SUPPLIED INFORMATION Block Start
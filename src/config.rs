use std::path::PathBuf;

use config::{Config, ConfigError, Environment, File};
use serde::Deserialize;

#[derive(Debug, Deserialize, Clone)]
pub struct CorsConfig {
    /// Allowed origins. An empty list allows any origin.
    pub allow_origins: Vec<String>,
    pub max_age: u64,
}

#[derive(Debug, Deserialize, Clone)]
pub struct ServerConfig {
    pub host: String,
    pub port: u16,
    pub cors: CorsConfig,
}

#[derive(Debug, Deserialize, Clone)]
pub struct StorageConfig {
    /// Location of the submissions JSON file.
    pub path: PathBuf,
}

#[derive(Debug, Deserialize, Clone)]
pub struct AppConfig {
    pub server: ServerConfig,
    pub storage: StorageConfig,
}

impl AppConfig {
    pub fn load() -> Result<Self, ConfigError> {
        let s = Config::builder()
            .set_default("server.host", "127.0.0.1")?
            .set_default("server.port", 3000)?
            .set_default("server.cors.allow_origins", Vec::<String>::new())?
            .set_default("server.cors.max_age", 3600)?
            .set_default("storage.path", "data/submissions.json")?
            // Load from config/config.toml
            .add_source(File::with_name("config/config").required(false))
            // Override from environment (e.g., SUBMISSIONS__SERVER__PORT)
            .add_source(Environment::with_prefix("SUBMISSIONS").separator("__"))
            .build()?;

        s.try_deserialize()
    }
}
SUPPLIED INFORMATION Block End
**ASSIGNMENT**.
Each line in the records above must be returned exactly as it stands.

**FINISHED TASK**.
filename src/config.rs
use std::path::PathBuf;

use config::{Config, ConfigError, Environment, File};
use serde::Deserialize;

#[derive(Debug, Deserialize, Clone)]
pub struct CorsConfig {
    /// Allowed origins. An empty list allows any origin.
    pub allow_origins: Vec<String>,
    pub max_age: u64,
}

#[derive(Debug, Deserialize, Clone)]
pub struct ServerConfig {
    pub host: String,
    pub port: u16,
    pub cors: CorsConfig,
}

#[derive(Debug, Deserialize, Clone)]
pub struct StorageConfig {
    /// Location of the submissions JSON file.
    pub path: PathBuf,
}

#[derive(Debug, Deserialize, Clone)]
pub struct AppConfig {
    pub server: ServerConfig,
    pub storage: StorageConfig,
}

impl AppConfig {
    pub fn load() -> Result<Self, ConfigError> {
        let s = Config::builder()
            .set_default("server.host", "127.0.0.1")?
            .set_default("server.port", 3000)?
            .set_default("server.cors.allow_origins", Vec::<String>::new())?
            .set_default("server.cors.max_age", 3600)?
            .set_default("storage.path", "data/submissions.json")?
            // Load from config/config.toml
            .add_source(File::with_name("config/config").required(false))
            // Override from environment (e.g., SUBMISSIONS__SERVER__PORT)
            .add_source(Environment::with_prefix("SUBMISSIONS").separator("__"))
            .build()?;

        s.try_deserialize()
    }
}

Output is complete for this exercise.